Dataset items:
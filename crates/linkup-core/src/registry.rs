// ── Device registry ──
//
// Ordered patient ids known from the last non-empty device list. Replaced
// only by a device-list refresh; read by every data poll.

use std::sync::Arc;

use arc_swap::ArcSwap;
use linkup_api::Connection;
use tracing::warn;

use crate::store::{FlattenOptions, ObjectSpec, StateStore, flatten_into};

pub const REMOTE_CHANNEL_NAME: &str = "Remote Controls";
pub const GENERAL_CHANNEL_NAME: &str = "General Information. Update only once a day";
pub const REFRESH_COMMAND: &str = "Refresh";
pub const REFRESH_BUTTON_NAME: &str = "True = Refresh";

#[derive(Default)]
pub struct DeviceRegistry {
    ids: ArcSwap<Vec<String>>,
}

impl DeviceRegistry {
    pub fn new() -> Self {
        Self::default()
    }

    pub fn replace(&self, ids: Vec<String>) {
        self.ids.store(Arc::new(ids));
    }

    pub fn snapshot(&self) -> Arc<Vec<String>> {
        self.ids.load_full()
    }

    pub fn len(&self) -> usize {
        self.ids.load().len()
    }

    pub fn is_empty(&self) -> bool {
        self.ids.load().is_empty()
    }

    pub fn contains(&self, patient_id: &str) -> bool {
        self.ids.load().iter().any(|id| id == patient_id)
    }
}

/// Create the object tree for one device and write its descriptor
/// under `<id>.general`.
pub(crate) fn provision(store: &dyn StateStore, device: &Connection) {
    let id = device.patient_id.as_str();

    store.ensure_object(id, ObjectSpec::device(device.display_name()));
    store.ensure_object(
        &format!("{id}.remote"),
        ObjectSpec::channel(REMOTE_CHANNEL_NAME),
    );
    store.extend_object(
        &format!("{id}.general"),
        ObjectSpec::channel(GENERAL_CHANNEL_NAME),
    );
    store.ensure_object(
        &format!("{id}.remote.{REFRESH_COMMAND}"),
        ObjectSpec::button(REFRESH_BUTTON_NAME),
    );

    match serde_json::to_value(device) {
        Ok(descriptor) => {
            flatten_into(
                store,
                &format!("{id}.general"),
                &descriptor,
                &FlattenOptions::default(),
            );
        }
        Err(e) => warn!(patient_id = id, error = %e, "device descriptor not serializable"),
    }
}

#[cfg(test)]
#[allow(clippy::unwrap_used)]
mod tests {
    use super::*;
    use crate::store::{MemoryStore, ObjectKind};
    use crate::testing::connection;
    use serde_json::json;

    #[test]
    fn replace_keeps_response_order() {
        let registry = DeviceRegistry::new();
        assert!(registry.is_empty());

        registry.replace(vec!["b".into(), "a".into()]);

        assert_eq!(*registry.snapshot(), ["b", "a"]);
        assert_eq!(registry.len(), 2);
        assert!(registry.contains("a"));
    }

    #[test]
    fn provision_builds_device_tree() {
        let store = MemoryStore::new();
        provision(&store, &connection("p1", "Ada", "Lovelace"));

        let device = store.get_object("p1").unwrap();
        assert_eq!(device.kind, ObjectKind::Device);
        assert_eq!(device.common.name, "Ada Lovelace");
        assert_eq!(store.get_object("p1.remote").unwrap().common.name, REMOTE_CHANNEL_NAME);
        assert_eq!(
            store.get_object("p1.general").unwrap().common.name,
            GENERAL_CHANNEL_NAME
        );

        let button = store.get_object("p1.remote.Refresh").unwrap();
        assert!(button.common.write);
        assert_eq!(button.common.name, REFRESH_BUTTON_NAME);

        assert_eq!(store.get_state("p1.general.firstName").unwrap().val, json!("Ada"));
        assert_eq!(store.get_state("p1.general.sensor.sn").unwrap().val, json!("0ABC"));
    }

    #[test]
    fn provision_keeps_existing_device_name() {
        let store = MemoryStore::new();
        provision(&store, &connection("p1", "Ada", "Lovelace"));
        provision(&store, &connection("p1", "Ada", "Byron"));

        assert_eq!(store.get_object("p1").unwrap().common.name, "Ada Lovelace");
        assert_eq!(store.get_state("p1.general.lastName").unwrap().val, json!("Byron"));
    }
}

= ACTION ITEM =
For each line in the data that holds the word "const", copy the line.

= ANSWER BOX =
pub const REMOTE_CHANNEL_NAME: &str = "Remote Controls";
pub const GENERAL_CHANNEL_NAME: &str = "General Information. Update only once a day";
pub const REFRESH_COMMAND: &str = "Refresh";
pub const REFRESH_BUTTON_NAME: &str = "True = Refresh";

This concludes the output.